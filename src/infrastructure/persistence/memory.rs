//! In-memory implementation of SipStore

use crate::domain::dispatch_rule::SipDispatchRuleInfo;
use crate::domain::shared::{DomainError, Result};
use crate::domain::sip_store::SipStore;
use crate::domain::sip_trunk::{SipInboundTrunkInfo, SipOutboundTrunkInfo, SipTrunkInfo};
use async_trait::async_trait;
use std::collections::{BTreeMap, BTreeSet, HashMap};
use tokio::sync::RwLock;
use tracing::debug;

/// Index key for rules that apply to every trunk
const ALL_TRUNKS: &str = "";

#[derive(Debug, Default)]
struct State {
    trunks: BTreeMap<String, SipTrunkInfo>,
    inbound: BTreeMap<String, SipInboundTrunkInfo>,
    outbound: BTreeMap<String, SipOutboundTrunkInfo>,
    rules: BTreeMap<String, SipDispatchRuleInfo>,
    rules_by_trunk: HashMap<String, BTreeSet<String>>,
}

impl State {
    fn index_keys(info: &SipDispatchRuleInfo) -> Vec<&str> {
        if info.trunk_ids.is_empty() {
            vec![ALL_TRUNKS]
        } else {
            info.trunk_ids.iter().map(String::as_str).collect()
        }
    }

    fn unindex_rule(&mut self, info: &SipDispatchRuleInfo) {
        for trunk in Self::index_keys(info) {
            if let Some(ids) = self.rules_by_trunk.get_mut(trunk) {
                ids.remove(&info.sip_dispatch_rule_id);
                if ids.is_empty() {
                    self.rules_by_trunk.remove(trunk);
                }
            }
        }
    }

    fn index_rule(&mut self, info: &SipDispatchRuleInfo) {
        for trunk in Self::index_keys(info) {
            self.rules_by_trunk
                .entry(trunk.to_string())
                .or_default()
                .insert(info.sip_dispatch_rule_id.clone());
        }
    }
}

/// Process-local store, used for tests and single-node deployments
#[derive(Debug, Default)]
pub struct InMemorySipStore {
    state: RwLock<State>,
}

impl InMemorySipStore {
    pub fn new() -> Self {
        Self::default()
    }
}

fn require_id(id: &str, what: &str) -> Result<()> {
    if id.is_empty() {
        Err(DomainError::InvalidInput(format!("{} ID is required", what)))
    } else {
        Ok(())
    }
}

#[async_trait]
impl SipStore for InMemorySipStore {
    async fn list_sip_trunk(&self) -> Result<Vec<SipTrunkInfo>> {
        let state = self.state.read().await;
        Ok(state
            .trunks
            .values()
            .cloned()
            .chain(state.inbound.values().map(SipInboundTrunkInfo::as_trunk))
            .chain(state.outbound.values().map(SipOutboundTrunkInfo::as_trunk))
            .collect())
    }

    async fn list_sip_inbound_trunk(&self) -> Result<Vec<SipInboundTrunkInfo>> {
        let state = self.state.read().await;
        Ok(state
            .trunks
            .values()
            .map(SipTrunkInfo::as_inbound)
            .chain(state.inbound.values().cloned())
            .collect())
    }

    async fn list_sip_outbound_trunk(&self) -> Result<Vec<SipOutboundTrunkInfo>> {
        let state = self.state.read().await;
        Ok(state
            .trunks
            .values()
            .map(SipTrunkInfo::as_outbound)
            .chain(state.outbound.values().cloned())
            .collect())
    }

    async fn load_sip_inbound_trunk(
        &self,
        sip_trunk_id: &str,
    ) -> Result<Option<SipInboundTrunkInfo>> {
        let state = self.state.read().await;
        Ok(state
            .inbound
            .get(sip_trunk_id)
            .cloned()
            .or_else(|| state.trunks.get(sip_trunk_id).map(SipTrunkInfo::as_inbound)))
    }

    async fn load_sip_outbound_trunk(
        &self,
        sip_trunk_id: &str,
    ) -> Result<Option<SipOutboundTrunkInfo>> {
        let state = self.state.read().await;
        Ok(state
            .outbound
            .get(sip_trunk_id)
            .cloned()
            .or_else(|| state.trunks.get(sip_trunk_id).map(SipTrunkInfo::as_outbound)))
    }

    async fn store_sip_trunk(&self, info: &SipTrunkInfo) -> Result<()> {
        require_id(&info.sip_trunk_id, "SIP trunk")?;
        let mut state = self.state.write().await;
        state.trunks.insert(info.sip_trunk_id.clone(), info.clone());
        debug!("Stored SIP trunk: {}", info.sip_trunk_id);
        Ok(())
    }

    async fn store_sip_inbound_trunk(&self, info: &SipInboundTrunkInfo) -> Result<()> {
        require_id(&info.sip_trunk_id, "SIP trunk")?;
        let mut state = self.state.write().await;
        state.inbound.insert(info.sip_trunk_id.clone(), info.clone());
        debug!("Stored inbound SIP trunk: {}", info.sip_trunk_id);
        Ok(())
    }

    async fn store_sip_outbound_trunk(&self, info: &SipOutboundTrunkInfo) -> Result<()> {
        require_id(&info.sip_trunk_id, "SIP trunk")?;
        let mut state = self.state.write().await;
        state.outbound.insert(info.sip_trunk_id.clone(), info.clone());
        debug!("Stored outbound SIP trunk: {}", info.sip_trunk_id);
        Ok(())
    }

    async fn delete_sip_trunk(&self, sip_trunk_id: &str) -> Result<bool> {
        let mut state = self.state.write().await;
        let removed = state.trunks.remove(sip_trunk_id).is_some()
            | state.inbound.remove(sip_trunk_id).is_some()
            | state.outbound.remove(sip_trunk_id).is_some();
        if removed {
            debug!("Deleted SIP trunk: {}", sip_trunk_id);
        }
        Ok(removed)
    }

    async fn list_sip_dispatch_rule(&self) -> Result<Vec<SipDispatchRuleInfo>> {
        let state = self.state.read().await;
        Ok(state.rules.values().cloned().collect())
    }

    async fn list_sip_dispatch_rule_by_trunk(
        &self,
        sip_trunk_id: &str,
    ) -> Result<Vec<SipDispatchRuleInfo>> {
        let state = self.state.read().await;
        let ids: BTreeSet<&String> = [sip_trunk_id, ALL_TRUNKS]
            .iter()
            .filter_map(|trunk| state.rules_by_trunk.get(*trunk))
            .flatten()
            .collect();
        Ok(ids
            .into_iter()
            .filter_map(|id| state.rules.get(id).cloned())
            .collect())
    }

    async fn load_sip_dispatch_rule(
        &self,
        sip_dispatch_rule_id: &str,
    ) -> Result<Option<SipDispatchRuleInfo>> {
        let state = self.state.read().await;
        Ok(state.rules.get(sip_dispatch_rule_id).cloned())
    }

    async fn store_sip_dispatch_rule(&self, info: &SipDispatchRuleInfo) -> Result<()> {
        require_id(&info.sip_dispatch_rule_id, "SIP dispatch rule")?;
        let mut state = self.state.write().await;
        if let Some(previous) = state.rules.remove(&info.sip_dispatch_rule_id) {
            state.unindex_rule(&previous);
        }
        state.index_rule(info);
        state
            .rules
            .insert(info.sip_dispatch_rule_id.clone(), info.clone());
        debug!("Stored SIP dispatch rule: {}", info.sip_dispatch_rule_id);
        Ok(())
    }

    async fn delete_sip_dispatch_rule(&self, info: &SipDispatchRuleInfo) -> Result<()> {
        let mut state = self.state.write().await;
        state.rules.remove(&info.sip_dispatch_rule_id);
        state.unindex_rule(info);
        debug!("Deleted SIP dispatch rule: {}", info.sip_dispatch_rule_id);
        Ok(())
    }
}

#[cfg(test)]
mod tests {
    use super::*;
    use crate::domain::dispatch_rule::SipDispatchRule;
    use crate::domain::sip_trunk::CreateSipTrunkRequest;

    fn rule(id: &str, trunks: &[&str]) -> SipDispatchRuleInfo {
        let mut rule = SipDispatchRuleInfo::new(SipDispatchRule::Direct {
            room_name: "lobby".to_string(),
            pin: String::new(),
        })
        .with_trunks(trunks.iter().copied());
        rule.sip_dispatch_rule_id = id.to_string();
        rule
    }

    #[tokio::test]
    async fn test_legacy_trunk_visible_in_all_views() {
        let store = InMemorySipStore::new();
        let mut legacy = CreateSipTrunkRequest {
            outbound_address: "sip.provider.com".to_string(),
            outbound_number: "+15550100".to_string(),
            ..Default::default()
        }
        .to_info();
        legacy.sip_trunk_id = "ST_legacy".to_string();
        store.store_sip_trunk(&legacy).await.unwrap();

        let mut inbound = SipInboundTrunkInfo::new("in").with_numbers(["+15550200"]);
        inbound.sip_trunk_id = "ST_in".to_string();
        store.store_sip_inbound_trunk(&inbound).await.unwrap();

        assert_eq!(store.list_sip_trunk().await.unwrap().len(), 2);
        assert_eq!(store.list_sip_inbound_trunk().await.unwrap().len(), 2);
        assert_eq!(store.list_sip_outbound_trunk().await.unwrap().len(), 1);

        let outbound = store.load_sip_outbound_trunk("ST_legacy").await.unwrap().unwrap();
        assert_eq!(outbound.address, "sip.provider.com");
        assert!(store.load_sip_outbound_trunk("ST_in").await.unwrap().is_none());
    }

    #[tokio::test]
    async fn test_store_requires_id() {
        let store = InMemorySipStore::new();
        let err = store
            .store_sip_inbound_trunk(&SipInboundTrunkInfo::default())
            .await
            .unwrap_err();
        assert!(matches!(err, DomainError::InvalidInput(_)));
    }

    #[tokio::test]
    async fn test_delete_trunk() {
        let store = InMemorySipStore::new();
        let mut outbound = SipOutboundTrunkInfo::new("out", "sip.carrier.net");
        outbound.sip_trunk_id = "ST_out".to_string();
        store.store_sip_outbound_trunk(&outbound).await.unwrap();

        assert!(store.delete_sip_trunk("ST_out").await.unwrap());
        assert!(!store.delete_sip_trunk("ST_out").await.unwrap());
        assert!(store.list_sip_outbound_trunk().await.unwrap().is_empty());
    }

    #[tokio::test]
    async fn test_dispatch_rule_trunk_index() {
        let store = InMemorySipStore::new();
        store.store_sip_dispatch_rule(&rule("SDR_a", &["ST_1"])).await.unwrap();
        store.store_sip_dispatch_rule(&rule("SDR_b", &["ST_1", "ST_2"])).await.unwrap();
        store.store_sip_dispatch_rule(&rule("SDR_all", &[])).await.unwrap();

        let ids = |rules: Vec<SipDispatchRuleInfo>| {
            rules
                .into_iter()
                .map(|r| r.sip_dispatch_rule_id)
                .collect::<Vec<_>>()
        };

        assert_eq!(
            ids(store.list_sip_dispatch_rule_by_trunk("ST_1").await.unwrap()),
            vec!["SDR_a", "SDR_all", "SDR_b"]
        );
        assert_eq!(
            ids(store.list_sip_dispatch_rule_by_trunk("ST_2").await.unwrap()),
            vec!["SDR_all", "SDR_b"]
        );

        let b = store.load_sip_dispatch_rule("SDR_b").await.unwrap().unwrap();
        store.delete_sip_dispatch_rule(&b).await.unwrap();

        assert_eq!(
            ids(store.list_sip_dispatch_rule_by_trunk("ST_2").await.unwrap()),
            vec!["SDR_all"]
        );
        assert!(store.load_sip_dispatch_rule("SDR_b").await.unwrap().is_none());
        assert!(!store.state.read().await.rules_by_trunk.contains_key("ST_2"));
    }

    #[tokio::test]
    async fn test_restore_rule_reindexes() {
        let store = InMemorySipStore::new();
        store.store_sip_dispatch_rule(&rule("SDR_a", &["ST_1"])).await.unwrap();
        store.store_sip_dispatch_rule(&rule("SDR_a", &["ST_2"])).await.unwrap();

        assert!(store
            .list_sip_dispatch_rule_by_trunk("ST_1")
            .await
            .unwrap()
            .is_empty());
        assert_eq!(store.list_sip_dispatch_rule_by_trunk("ST_2").await.unwrap().len(), 1);
    }
}
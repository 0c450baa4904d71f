//! Configuration management
//!
//! Defaults, overridden by an optional TOML file and then by `SIPDESK__*` environment
//! variables (`SIPDESK__SERVER__PORT=9000`).

use crate::domain::auth::ApiKey;
use ::config::{ConfigError, Environment, File, FileFormat};
use serde::{Deserialize, Serialize};
use std::time::Duration;

/// Environment variable naming the config file
pub const CONFIG_PATH_ENV: &str = "SIPDESK_CONFIG";
pub const DEFAULT_CONFIG_FILE: &str = "sipdesk.toml";
const ENV_PREFIX: &str = "SIPDESK";

#[derive(Debug, Clone, Default, Serialize, Deserialize)]
#[serde(default)]
pub struct Config {
    pub server: ServerConfig,
    pub sip: SipConfig,
    pub store: StoreConfig,
    pub auth: AuthConfig,
    pub log: LogConfig,
}

#[derive(Debug, Clone, Serialize, Deserialize)]
#[serde(default)]
pub struct ServerConfig {
    pub host: String,
    pub port: u16,
}

#[derive(Debug, Clone, Serialize, Deserialize)]
#[serde(default)]
pub struct SipConfig {
    /// JSON-RPC endpoint of the SIP process
    pub rpc_url: String,
    /// Budget for a participant request that carries no deadline
    pub participant_timeout_secs: u64,
    /// Media server URL handed to the SIP process for joining rooms
    pub ws_url: String,
}

#[derive(Debug, Clone, Copy, Default, PartialEq, Eq, Serialize, Deserialize)]
#[serde(rename_all = "lowercase")]
pub enum StoreBackend {
    #[default]
    Memory,
    Postgres,
    /// No store: admin calls fail with "SIP not connected"
    Disabled,
}

#[derive(Debug, Clone, Default, Serialize, Deserialize)]
#[serde(default)]
pub struct StoreConfig {
    pub backend: StoreBackend,
    pub database: DatabaseConfig,
}

#[derive(Debug, Clone, Serialize, Deserialize)]
#[serde(default)]
pub struct DatabaseConfig {
    pub url: String,
    pub max_connections: u32,
    pub min_connections: u32,
    pub connect_timeout_secs: u64,
    pub idle_timeout_secs: u64,
    pub max_lifetime_secs: u64,
}

#[derive(Debug, Clone, Default, Serialize, Deserialize)]
#[serde(default)]
pub struct AuthConfig {
    pub api_keys: Vec<ApiKey>,
}

#[derive(Debug, Clone, Serialize, Deserialize)]
#[serde(default)]
pub struct LogConfig {
    /// Filter directive used when RUST_LOG is not set
    pub level: String,
}

impl Default for ServerConfig {
    fn default() -> Self {
        Self {
            host: "0.0.0.0".to_string(),
            port: 8080,
        }
    }
}

impl Default for SipConfig {
    fn default() -> Self {
        Self {
            rpc_url: "http://127.0.0.1:7880/rpc".to_string(),
            participant_timeout_secs: 30,
            ws_url: String::new(),
        }
    }
}

impl SipConfig {
    pub fn participant_timeout(&self) -> Duration {
        Duration::from_secs(self.participant_timeout_secs)
    }
}

impl Default for DatabaseConfig {
    fn default() -> Self {
        Self {
            url: "postgres://postgres@localhost/sipdesk".to_string(),
            max_connections: 10,
            min_connections: 2,
            connect_timeout_secs: 5,
            idle_timeout_secs: 600,   // 10 minutes
            max_lifetime_secs: 1800,  // 30 minutes
        }
    }
}

impl DatabaseConfig {
    pub fn connect_timeout(&self) -> Duration {
        Duration::from_secs(self.connect_timeout_secs)
    }

    pub fn idle_timeout(&self) -> Duration {
        Duration::from_secs(self.idle_timeout_secs)
    }

    pub fn max_lifetime(&self) -> Duration {
        Duration::from_secs(self.max_lifetime_secs)
    }
}

impl Default for LogConfig {
    fn default() -> Self {
        Self {
            level: "info".to_string(),
        }
    }
}

impl Config {
    /// Load from `$SIPDESK_CONFIG` (required when set) or `./sipdesk.toml` (optional),
    /// then apply environment overrides.
    pub fn load() -> Result<Self, ConfigError> {
        let (path, required) = match std::env::var(CONFIG_PATH_ENV) {
            Ok(path) => (path, true),
            Err(_) => (DEFAULT_CONFIG_FILE.to_string(), false),
        };

        ::config::Config::builder()
            .add_source(File::with_name(&path).required(required))
            .add_source(env_source())
            .build()?
            .try_deserialize()
    }

    /// Parse a TOML document, without environment overrides
    pub fn from_toml_str(toml: &str) -> Result<Self, ConfigError> {
        ::config::Config::builder()
            .add_source(File::from_str(toml, FileFormat::Toml))
            .build()?
            .try_deserialize()
    }

    pub fn to_toml(&self) -> Result<String, toml::ser::Error> {
        toml::to_string_pretty(self)
    }

    pub fn bind_address(&self) -> String {
        format!("{}:{}", self.server.host, self.server.port)
    }
}

fn env_source() -> Environment {
    Environment::with_prefix(ENV_PREFIX)
        .prefix_separator("__")
        .separator("__")
        .try_parsing(true)
}
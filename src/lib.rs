//! sipdesk - SIP trunk and dispatch rule administration
//!
//! Validates SIP configuration against what is already stored before committing it,
//! and forwards outbound call requests to the SIP process.

pub mod application;
pub mod config;
pub mod domain;
pub mod infrastructure;
pub mod interface;

// Re-export commonly used types
pub use domain::shared::error::DomainError;
pub use domain::shared::Result;
//! Configuration, errors and data types shared by every
//! `tabprof` crate.

pub mod config;
pub mod error;
pub mod types;

pub use config::{DatabaseConfig, ProfilerConfig, SchedulerConfig};
pub use error::{ProfilerError, Result};
pub use types::{AnalysisResult, ConnectionConfig, RuleOutcome, RuleResults, RuleValue, TaskStatus};
// Whatever is saved must come back unchanged from list_results.

use std::collections::BTreeMap;

use chrono::{Duration, Utc};
use rusqlite::Connection;
use tabprof_core::{AnalysisResult, RuleOutcome, RuleValue, TaskStatus};
use tabprof_store::{ResultStore, SqliteResultStore, StoreError};

fn sample(id: &str, connection_id: &str, offset_secs: i64) -> AnalysisResult {
    let started = Utc::now() + Duration::seconds(offset_secs);
    let completed = started + Duration::milliseconds(1_250);

    let mut fractions = BTreeMap::new();
    fractions.insert("email".to_string(), 0.95);
    fractions.insert("id".to_string(), 1.0);

    let mut results = BTreeMap::new();
    results.insert("row_count".to_string(), RuleOutcome::Value(RuleValue::Count(100)));
    results.insert(
        "non_null_rate".to_string(),
        RuleOutcome::Value(RuleValue::Fractions(fractions)),
    );

    AnalysisResult {
        id: id.to_string(),
        connection_id: connection_id.to_string(),
        table_name: "contacts".to_string(),
        status: TaskStatus::Completed,
        rules: vec!["non_null_rate".to_string(), "row_count".to_string()],
        results,
        error: None,
        started_at: Some(started),
        completed_at: Some(completed),
        duration_ms: Some(1_250),
        created_at: completed,
    }
}

fn store() -> SqliteResultStore {
    SqliteResultStore::new(Connection::open_in_memory().unwrap()).unwrap()
}

#[test]
fn saved_result_round_trips() {
    let store = store();
    let result = sample("task-1", "crm", 0);
    store.save_result(&result).unwrap();

    let listed = store.list_results("crm").unwrap();
    assert_eq!(listed, vec![result]);
}

#[test]
fn failed_result_with_rule_errors_round_trips() {
    let store = store();
    let mut result = sample("task-2", "crm", 0);
    result.status = TaskStatus::Failed;
    result.error = Some("all 1 rules failed".to_string());
    result.results.clear();
    result
        .results
        .insert("row_count".to_string(), RuleOutcome::Error("no such table: x".into()));
    store.save_result(&result).unwrap();

    assert_eq!(store.list_results("crm").unwrap(), vec![result]);
}

#[test]
fn never_started_result_round_trips() {
    let store = store();
    let mut result = sample("task-3", "crm", 0);
    result.status = TaskStatus::Cancelled;
    result.started_at = None;
    result.duration_ms = None;
    result.results.clear();
    store.save_result(&result).unwrap();

    assert_eq!(store.list_results("crm").unwrap(), vec![result]);
}

#[test]
fn list_filters_by_connection_newest_first() {
    let store = store();
    let older = sample("a", "crm", -60);
    let newer = sample("b", "crm", 0);
    let other = sample("c", "billing", 0);
    store.save_result(&older).unwrap();
    store.save_result(&newer).unwrap();
    store.save_result(&other).unwrap();

    let ids: Vec<String> = store
        .list_results("crm")
        .unwrap()
        .into_iter()
        .map(|r| r.id)
        .collect();
    assert_eq!(ids, vec!["b", "a"]);
    assert!(store.list_results("unknown").unwrap().is_empty());
}

#[test]
fn saving_same_id_replaces() {
    let store = store();
    let mut result = sample("task-4", "crm", 0);
    store.save_result(&result).unwrap();
    result.status = TaskStatus::Failed;
    store.save_result(&result).unwrap();

    let listed = store.list_results("crm").unwrap();
    assert_eq!(listed.len(), 1);
    assert_eq!(listed[0].status, TaskStatus::Failed);
}

#[test]
fn delete_removes_and_reports_missing() {
    let store = store();
    store.save_result(&sample("task-5", "crm", 0)).unwrap();

    store.delete_result("task-5").unwrap();
    assert!(store.list_results("crm").unwrap().is_empty());

    let err = store.delete_result("task-5").unwrap_err();
    assert!(matches!(err, StoreError::NotFound { .. }));
}

#[test]
fn file_backed_store_survives_reopen() {
    let dir = tempfile::tempdir().unwrap();
    let path = dir.path().join("results.db");
    let path = path.to_str().unwrap();
    let result = sample("task-6", "crm", 0);

    SqliteResultStore::open(path).unwrap().save_result(&result).unwrap();
    let reopened = SqliteResultStore::open(path).unwrap();
    assert_eq!(reopened.list_results("crm").unwrap(), vec![result]);
}

#[test]
fn non_null_fractions_keep_every_bit() {
    let store = store();
    let mut result = sample("task-7", "crm", 0);

    let mut fractions = BTreeMap::new();
    for n in [3u32, 7, 11, 13, 97, 399] {
        for k in 1..n {
            fractions.insert(format!("c_{k}_{n}"), f64::from(k) / f64::from(n));
        }
    }
    result.results.insert(
        "non_null_rate".to_string(),
        RuleOutcome::Value(RuleValue::Fractions(fractions)),
    );
    store.save_result(&result).unwrap();

    let listed = store.list_results("crm").unwrap();
    let Some(RuleValue::Fractions(back)) = listed[0].results["non_null_rate"].value() else {
        panic!("fractions lost: {:?}", listed[0].results);
    };
    assert_eq!(back["c_1_11"].to_bits(), (1.0f64 / 11.0).to_bits());
    assert_eq!(listed, vec![result]);
}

● **Exercise requirements**:
Report the number of lines in the records that hold "older" and write no other words.

● **Exercise output**:
2